William Kamkwamba is a bright young man in Malawi. Despite a difficult life helping to run a farm and not having the opportunity to continue his schooling, he determined to figure out how to create electricity for his rural neighborhood.
The Boy Who Harnessed the Wind (co-written with Bryan Mealer) is his memoir of his childhood and teenage years in Malawi. When he was 13 or 14, he studied textbooks (which were in English, a language he was not proficient in) and figured out how to create a windmill to power his home. No longer was his family to go to sleep by 7 p.m. for lack of light.
I need to stop saying I dislike memoirs, because I didn’t dislike this at all. It was not perfect – more about that later – but I certainly enjoyed a peak in to a different way of life in a continent and country I’m not very familiar with. While I do remember, as a child, people saying to me “Eat your supper! There are people starving in Ethiopia!” I was unfamiliar with the nation-wide Malawian droughts and famines in the late 1990s. Had I even heard of Malawi? Kamkwamaba is a decade younger than I am, so I was surprised when I realized his village, with its lack of electricity, was operating in the mid-2000s; many people in the town had mobile phones, but no way to charge them.
Also, Kamkwamba was a precocious child, and I was inspired by his ability to figure out electricity when he decided he needed it. He knew he was getting behind in school, so he was able to study on his own to catch up (thanks to a public library). He was not necessarily a genius – when he was in school, he got average grades, and he did struggle with certain subjects – but his ability to apply himself to one question, that of electricity, was impressive. He kept going when things didn’t work out, and he was able to find success, due to the support of his family and the resources he scavenged.
Contrary to the title and subtitle (which was “Creating currents of electricity and hope), the book did not focus on the creation of the windmill. Kamkwamba details his childhood, especially a very difficult famine year when people were dying of starvation all around him. His personal study and the beginning of the windmill project didn’t arise until more than halfway through the book.

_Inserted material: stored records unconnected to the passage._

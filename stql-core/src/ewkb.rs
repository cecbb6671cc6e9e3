//! EWKB (Extended Well-Known Binary) codec for the PostGIS wire format.
//!
//! Wire format:
//!   [0x01|0x00]   byte order marker (little-endian or big-endian)
//!   [u32]         geometry type with flags (in the declared byte order)
//!                 Bit 29 (0x20000000): SRID present
//!                 Bit 31 (0x80000000): Z dimension
//!                 Bit 30 (0x40000000): M dimension
//!                 Bits 0–28: geometry type (1=Point, 2=LineString, …)
//!   [i32]         SRID (only when SRID flag set, in declared byte order)
//!   …             geometry payload; nested members carry their own header
//!
//! ISO type codes (1001 = Point Z, 2001 = Point M, 3001 = Point ZM) are
//! accepted on read. Writing goes through geozero's `WkbWriter`, which always
//! emits little-endian EWKB; that is what `geometry_recv` expects.

use geozero::wkb::Ewkb;
use geozero::{GeozeroGeometry, ToWkb};

use crate::builder::ShapeBuilder;
use crate::error::{Result, StqlError};
use crate::geometry::{Dimensions, Geometry, Shape};

// ── EWKB flag constants ───────────────────────────────────────────────────────
pub const EWKB_SRID_FLAG: u32 = 0x20000000;
pub const EWKB_Z_FLAG: u32 = 0x80000000;
pub const EWKB_M_FLAG: u32 = 0x40000000;

// ── Geometry type codes ───────────────────────────────────────────────────────
pub const WKB_POINT: u32 = 1;
pub const WKB_LINESTRING: u32 = 2;
pub const WKB_POLYGON: u32 = 3;
pub const WKB_MULTIPOINT: u32 = 4;
pub const WKB_MULTILINESTRING: u32 = 5;
pub const WKB_MULTIPOLYGON: u32 = 6;
pub const WKB_GEOMETRYCOLLECTION: u32 = 7;

/// Parsed EWKB header metadata.
#[derive(Debug, Clone)]
pub struct EwkbHeader {
    /// Base geometry type code (1=Point, 2=LineString, ..., 7=GeometryCollection).
    pub geom_type: u32,
    /// SRID embedded in the EWKB, if the SRID flag is set.
    pub srid: Option<i32>,
    pub has_z: bool,
    pub has_m: bool,
    /// Byte offset where the geometry payload starts (after header + optional SRID).
    pub data_offset: usize,
    pub little_endian: bool,
}

impl EwkbHeader {
    pub fn dims(&self) -> Dimensions {
        Dimensions {
            has_z: self.has_z,
            has_m: self.has_m,
        }
    }
}

/// Peek at the EWKB header without parsing the payload.
///
/// ```
/// use stql_core::ewkb::{parse_ewkb_header, EWKB_SRID_FLAG, EWKB_Z_FLAG, WKB_POINT};
///
/// let mut blob = vec![0x01];
/// blob.extend_from_slice(&(WKB_POINT | EWKB_Z_FLAG | EWKB_SRID_FLAG).to_le_bytes());
/// blob.extend_from_slice(&4326i32.to_le_bytes());
/// let hdr = parse_ewkb_header(&blob).unwrap();
/// assert_eq!(hdr.geom_type, WKB_POINT);
/// assert_eq!(hdr.srid, Some(4326));
/// assert!(hdr.has_z && !hdr.has_m);
/// ```
pub fn parse_ewkb_header(blob: &[u8]) -> Result<EwkbHeader> {
    if blob.len() < 5 {
        return Err(StqlError::InvalidEwkb("blob too short"));
    }

    let little_endian = match blob[0] {
        0x01 => true,
        0x00 => false,
        _ => return Err(StqlError::InvalidEwkb("invalid byte order marker")),
    };

    let read_u32 = |bytes: [u8; 4]| {
        if little_endian {
            u32::from_le_bytes(bytes)
        } else {
            u32::from_be_bytes(bytes)
        }
    };
    let read_i32 = |bytes: [u8; 4]| {
        if little_endian {
            i32::from_le_bytes(bytes)
        } else {
            i32::from_be_bytes(bytes)
        }
    };

    let raw_type = read_u32([blob[1], blob[2], blob[3], blob[4]]);
    let has_srid = (raw_type & EWKB_SRID_FLAG) != 0;
    let code = raw_type & 0x1FFFFFFF;
    let (iso_z, iso_m) = match code / 1000 {
        1 => (true, false),
        2 => (false, true),
        3 => (true, true),
        _ => (false, false),
    };
    let has_z = (raw_type & EWKB_Z_FLAG) != 0 || iso_z;
    let has_m = (raw_type & EWKB_M_FLAG) != 0 || iso_m;
    let geom_type = code % 1000;

    let mut offset = 5usize;
    let srid = if has_srid {
        if blob.len() < 9 {
            return Err(StqlError::InvalidEwkb("SRID flag set but blob too short"));
        }
        let s = read_i32([blob[5], blob[6], blob[7], blob[8]]);
        offset += 4;
        Some(s)
    } else {
        None
    };

    Ok(EwkbHeader {
        geom_type,
        srid,
        has_z,
        has_m,
        data_offset: offset,
        little_endian,
    })
}

/// Extract only the SRID from an EWKB blob (cheap, no geometry parsing).
pub fn extract_srid(blob: &[u8]) -> Option<i32> {
    parse_ewkb_header(blob).ok().and_then(|h| h.srid)
}

/// Decode an EWKB blob, keeping Z, M and SRID.
///
/// ```
/// use stql_core::ewkb::{parse_ewkb, write_ewkb};
/// use stql_core::{Coord, Geometry, Shape};
///
/// let point = Geometry::new(Shape::Point(Some(Coord::xyzm(1.0, 2.0, 3.0, 4.0))))
///     .with_srid(Some(4326));
/// let blob = write_ewkb(&point).unwrap();
/// assert_eq!(parse_ewkb(&blob).unwrap(), point);
/// ```
pub fn parse_ewkb(blob: &[u8]) -> Result<Geometry> {
    let header = parse_ewkb_header(blob)?;
    if header.geom_type == WKB_POINT && point_payload_is_nan(blob, &header)? {
        return Ok(Geometry::from_parts(
            Shape::Point(None),
            header.dims(),
            header.srid,
        ));
    }

    let mut builder = ShapeBuilder::default();
    Ewkb(blob).process_geom(&mut builder)?;
    let built = builder.finish()?;
    Ok(Geometry::from_parts(
        built.shape,
        header.dims(),
        header.srid.or(built.srid),
    ))
}

fn point_payload_is_nan(blob: &[u8], header: &EwkbHeader) -> Result<bool> {
    let needed = header.data_offset + 8 * usize::from(header.dims().coord_dim());
    if blob.len() < needed {
        return Err(StqlError::InvalidEwkb("point payload truncated"));
    }

    let read = |at: usize| {
        let mut bytes = [0u8; 8];
        bytes.copy_from_slice(&blob[at..at + 8]);
        if header.little_endian {
            f64::from_le_bytes(bytes)
        } else {
            f64::from_be_bytes(bytes)
        }
    };
    let x = read(header.data_offset);
    let y = read(header.data_offset + 8);
    Ok(x.is_nan() && y.is_nan())
}

/// Encode a geometry as little-endian EWKB through geozero's writer.
///
/// Every vertex must carry the ordinates declared by [`Geometry::dims`];
/// a missing Z or M is an error rather than a silent zero.
pub fn write_ewkb(geom: &Geometry) -> Result<Vec<u8>> {
    check_layout(geom)?;
    Ok(geom.to_ewkb(geom.dims().into(), geom.srid())?)
}

fn check_layout(geom: &Geometry) -> Result<()> {
    let dims = geom.dims();
    let mut missing = None;
    geom.shape().for_each_coord(&mut |c| {
        if dims.has_z && c.z.is_none() {
            missing.get_or_insert("Z");
        }
        if dims.has_m && c.m.is_none() {
            missing.get_or_insert("M");
        }
    });
    match missing {
        Some(axis) => Err(StqlError::InvalidInput(format!(
            "vertex is missing its {axis} ordinate"
        ))),
        None => Ok(()),
    }
}

#[cfg(test)]
mod tests {
    use super::*;
    use crate::geometry::Coord;

    fn le_point(type_word: u32, ordinates: &[f64]) -> Vec<u8> {
        let mut blob = vec![0x01];
        blob.extend_from_slice(&type_word.to_le_bytes());
        for v in ordinates {
            blob.extend_from_slice(&v.to_le_bytes());
        }
        blob
    }

    #[test]
    fn header_blob_too_short() {
        assert!(parse_ewkb_header(&[0x01, 0x02]).is_err());
        assert!(parse_ewkb_header(&[]).is_err());
    }

    #[test]
    fn header_big_endian_point_with_srid() {
        let mut blob = vec![0x00];
        let typ = WKB_POINT | EWKB_SRID_FLAG;
        blob.extend_from_slice(&typ.to_be_bytes());
        blob.extend_from_slice(&4326i32.to_be_bytes());
        blob.extend_from_slice(&1.0f64.to_be_bytes());
        blob.extend_from_slice(&2.0f64.to_be_bytes());

        let hdr = parse_ewkb_header(&blob).unwrap();
        assert_eq!(hdr.geom_type, WKB_POINT);
        assert_eq!(hdr.srid, Some(4326));
        assert_eq!(hdr.data_offset, 9);
        assert!(!hdr.little_endian);
    }

    #[test]
    fn header_invalid_byte_order_marker() {
        assert!(parse_ewkb_header(&[0x02, 0x01, 0x00, 0x00, 0x00]).is_err());
    }

    #[test]
    fn header_srid_flag_but_truncated() {
        let blob = le_point(WKB_POINT | EWKB_SRID_FLAG, &[]);
        assert!(parse_ewkb_header(&blob).is_err());
    }

    #[test]
    fn header_reads_iso_dimension_codes() {
        let hdr = parse_ewkb_header(&le_point(3001, &[1.0, 2.0, 3.0, 4.0])).unwrap();
        assert_eq!(hdr.geom_type, WKB_POINT);
        assert!(hdr.has_z && hdr.has_m);

        let hdr = parse_ewkb_header(&le_point(2002, &[])).unwrap();
        assert_eq!(hdr.geom_type, WKB_LINESTRING);
        assert!(!hdr.has_z && hdr.has_m);
    }

    #[test]
    fn extract_srid_malformed_blob() {
        assert_eq!(extract_srid(&[]), None);
        assert_eq!(extract_srid(&[0xFF, 0xFF]), None);
    }

    #[test]
    fn parse_zm_point_keeps_all_ordinates() {
        let blob = le_point(
            WKB_POINT | EWKB_Z_FLAG | EWKB_M_FLAG,
            &[1.0, 2.0, 3.0, 4.0],
        );
        let geom = parse_ewkb(&blob).unwrap();
        assert_eq!(geom.dims(), Dimensions::XYZM);
        assert_eq!(
            geom.as_point().unwrap(),
            Some(Coord::xyzm(1.0, 2.0, 3.0, 4.0))
        );
    }

    #[test]
    fn parse_big_endian_point() {
        let mut blob = vec![0x00];
        let typ = WKB_POINT | EWKB_SRID_FLAG;
        blob.extend_from_slice(&typ.to_be_bytes());
        blob.extend_from_slice(&4326i32.to_be_bytes());
        blob.extend_from_slice(&10.0f64.to_be_bytes());
        blob.extend_from_slice(&(-20.0f64).to_be_bytes());

        let geom = parse_ewkb(&blob).unwrap();
        assert_eq!(geom.srid(), Some(4326));
        assert_eq!(geom.as_point().unwrap(), Some(Coord::xy(10.0, -20.0)));
    }

    #[test]
    fn empty_point_roundtrip() {
        let empty =
            Geometry::from_parts(Shape::Point(None), Dimensions::XYZ, Some(4326));
        let blob = write_ewkb(&empty).unwrap();
        // byte order(1) + type(4) + srid(4) + 3 NaN ordinates
        assert_eq!(blob.len(), 33);
        let parsed = parse_ewkb(&blob).unwrap();
        assert!(parsed.is_empty());
        assert_eq!(parsed.dims(), Dimensions::XYZ);
        assert_eq!(parsed.srid(), Some(4326));
    }

    #[test]
    fn truncated_payloads_are_rejected() {
        let truncated = le_point(WKB_POINT, &[1.0]);
        assert!(parse_ewkb(&truncated).is_err());

        let mut malformed = vec![0x01];
        malformed.extend_from_slice(&WKB_LINESTRING.to_le_bytes());
        malformed.extend_from_slice(&1u32.to_le_bytes());
        assert!(parse_ewkb(&malformed).is_err());
    }

    #[test]
    fn write_xy_point_sizes() {
        let p = Geometry::new(Shape::Point(Some(Coord::xy(1.0, 2.0))));
        assert_eq!(write_ewkb(&p).unwrap().len(), 21);
        let with_srid = p.with_srid(Some(4326));
        let blob = write_ewkb(&with_srid).unwrap();
        assert_eq!(blob.len(), 25);
        assert_eq!(extract_srid(&blob), Some(4326));
    }

    #[test]
    fn write_rejects_vertex_missing_declared_z() {
        let bad = Geometry::from_parts(
            Shape::LineString(vec![Coord::xyz(0.0, 0.0, 1.0), Coord::xy(1.0, 1.0)]),
            Dimensions::XYZ,
            None,
        );
        let err = write_ewkb(&bad).unwrap_err();
        assert!(format!("{err}").contains("Z ordinate"));
    }

    #[test]
    fn nested_collection_roundtrip_keeps_measures() {
        let gc = Geometry::new(Shape::GeometryCollection(vec![
            Shape::Point(Some(Coord::xym(1.0, 2.0, 9.0))),
            Shape::MultiLineString(vec![
                vec![Coord::xym(0.0, 0.0, 1.0), Coord::xym(1.0, 1.0, 2.0)],
                vec![Coord::xym(2.0, 2.0, 3.0), Coord::xym(3.0, 3.0, 4.0)],
            ]),
            Shape::MultiPolygon(vec![vec![vec![
                Coord::xym(0.0, 0.0, 0.0),
                Coord::xym(1.0, 0.0, 0.0),
                Coord::xym(1.0, 1.0, 0.0),
                Coord::xym(0.0, 0.0, 0.0),
            ]]]),
        ]))
        .with_srid(Some(3857));
        let parsed = parse_ewkb(&write_ewkb(&gc).unwrap()).unwrap();
        assert_eq!(parsed, gc);
        assert_eq!(parsed.geometry_type(), "GEOMETRYCOLLECTIONM");
    }

    #[test]
    fn multipoint_roundtrip() {
        let mp = Geometry::new(Shape::MultiPoint(vec![
            Some(Coord::xyz(1.0, 2.0, 3.0)),
            Some(Coord::xyz(-2.0, 3.0, 0.5)),
        ]));
        assert_eq!(parse_ewkb(&write_ewkb(&mp).unwrap()).unwrap(), mp);
    }

    #[test]
    fn multipoint_keeps_empty_members() {
        // MULTIPOINT(EMPTY,1 2): each member is a point header then x and y.
        let mut blob = vec![0x01];
        blob.extend_from_slice(&WKB_MULTIPOINT.to_le_bytes());
        blob.extend_from_slice(&2u32.to_le_bytes());
        blob.extend_from_slice(&le_point(WKB_POINT, &[f64::NAN, f64::NAN]));
        blob.extend_from_slice(&le_point(WKB_POINT, &[1.0, 2.0]));

        let mp = parse_ewkb(&blob).unwrap();
        assert_eq!(mp.num_geometries(), 2);
        assert_eq!(mp.num_points(), 1);
        assert_eq!(
            mp.shape(),
            &Shape::MultiPoint(vec![None, Some(Coord::xy(1.0, 2.0))])
        );

        let written = write_ewkb(&mp).unwrap();
        assert_eq!(written.len(), blob.len());
        assert_eq!(parse_ewkb(&written).unwrap(), mp);
        assert_eq!(mp.to_ewkt().unwrap(), "MULTIPOINT(EMPTY,1 2)");
    }

    #[test]
    fn geozero_writer_matches_postgis_bytes() {
        // SELECT 'SRID=4326;MULTIPOINT(10 -20 100, 0 -0.5 101)'::geometry
        let hex = "01040000A0E6100000020000000101000080000000000000244000000000000034C0\
                   000000000000594001010000800000000000000000000000000000E0BF0000000000405940";
        let expected: Vec<u8> = (0..hex.len())
            .step_by(2)
            .map(|i| u8::from_str_radix(&hex[i..i + 2], 16).unwrap())
            .collect();
        let mp: Geometry = "SRID=4326;MULTIPOINT(10 -20 100,0 -0.5 101)".parse().unwrap();
        assert_eq!(write_ewkb(&mp).unwrap(), expected);
    }
}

Then, the book seemed to me to be a rush of electronics talk (which I admit in my ignorance I didn’t fully grasp) and subtle bragging about all the places he was taken and scientific celebrities that sponsored him in his project.
I do hope no one misunderstands: I’m incredibly impressed with Kamkwamba’s project, especially with his ability to do it in the midst of a country that has no infrastructure. Reading his blog (which hasn’t be updated in years) and browsing through his Wikipedia page gives me further insight into how far he has come in helping his country. However, I found the telling of his story (i.e., this book, which was published in 2009) fell flat as soon as the windmill was established. True, Kamkwamba lit his own home with lightbulbs. He could charge the mobile phones of the entire village. But how does one home in one small village “create currents of hope”? I felt his story was not finished yet, and telling his story may have best waited until his project seemed less selfish. For 200 pages, I’d been an intimate guest in a rural community in Africa. Suddenly, he’s touring New York City in a helicopter: what about Malawi?

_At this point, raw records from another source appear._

//! The "timer wheel" external collaborator from spec.md §6, lifted into a
//! small trait so the scheduler (`crate::scheduler`) can be driven by a real
//! tokio timer in production and by `tokio::time::pause`/`advance` in tests.
//!
//! This crate only ever ships one production implementation (`TokioClock`)
//! and tests drive real tokio time rather than a bespoke fake clock, so
//! `Clock::sleep_until` can just return a concrete boxed future with no
//! downcasting machinery behind it.

use std::future::Future;
use std::pin::Pin;
use std::time::{Duration, Instant};

/// A source of the current time and of sleep futures (spec.md §6 "To the
/// timer wheel": "insert a task with a deadline; update the deadline and
/// re-insert").
pub trait Clock: Send + Sync + 'static {
    /// The current monotonic time, standing in for spec.md §4.1's `now`.
    fn now(&self) -> Instant;

    /// A future that resolves once `deadline` has passed.
    fn sleep_until(&self, deadline: Instant) -> Pin<Box<dyn Future<Output = ()> + Send>>;

    /// A future that resolves after `duration` from now.
    fn sleep(&self, duration: Duration) -> Pin<Box<dyn Future<Output = ()> + Send>> {
        self.sleep_until(self.now() + duration)
    }
}

/// The production `Clock`, backed directly by tokio's timer wheel.
#[derive(Debug, Clone, Copy, Default)]
pub struct TokioClock;

impl Clock for TokioClock {
    fn now(&self) -> Instant {
        Instant::now()
    }

    fn sleep_until(&self, deadline: Instant) -> Pin<Box<dyn Future<Output = ()> + Send>> {
        Box::pin(tokio::time::sleep_until(deadline.into()))
    }
}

I am certainly this young man will go far. As I mentioned, he’s obviously still working on projects for Malawi; maybe the book needed to be written in order for those projects to see the light of day. I’ll be interested to see where he does go. The Boy Who Harnessed the Wind, while not perfect, was inspiring in its grasp of just what one person can do in his community with a bit of self-determination and the ability to think critically. I’m glad I read it.
When I read this, I was really impressed by his story – something I’d learned about before reading the book – but not impressed with the book itself. I think William himself and his accomplishments were wonderful, but that the book, like you said, fell flat.
Amanda, yeah, it was just missing something.
Thanks! This is a PERFECT gift for someone I know and for whom it is always hard to think of presents.. 🙂
Gnoe, I hope your friend likes it. It is a good story, just disappointing book…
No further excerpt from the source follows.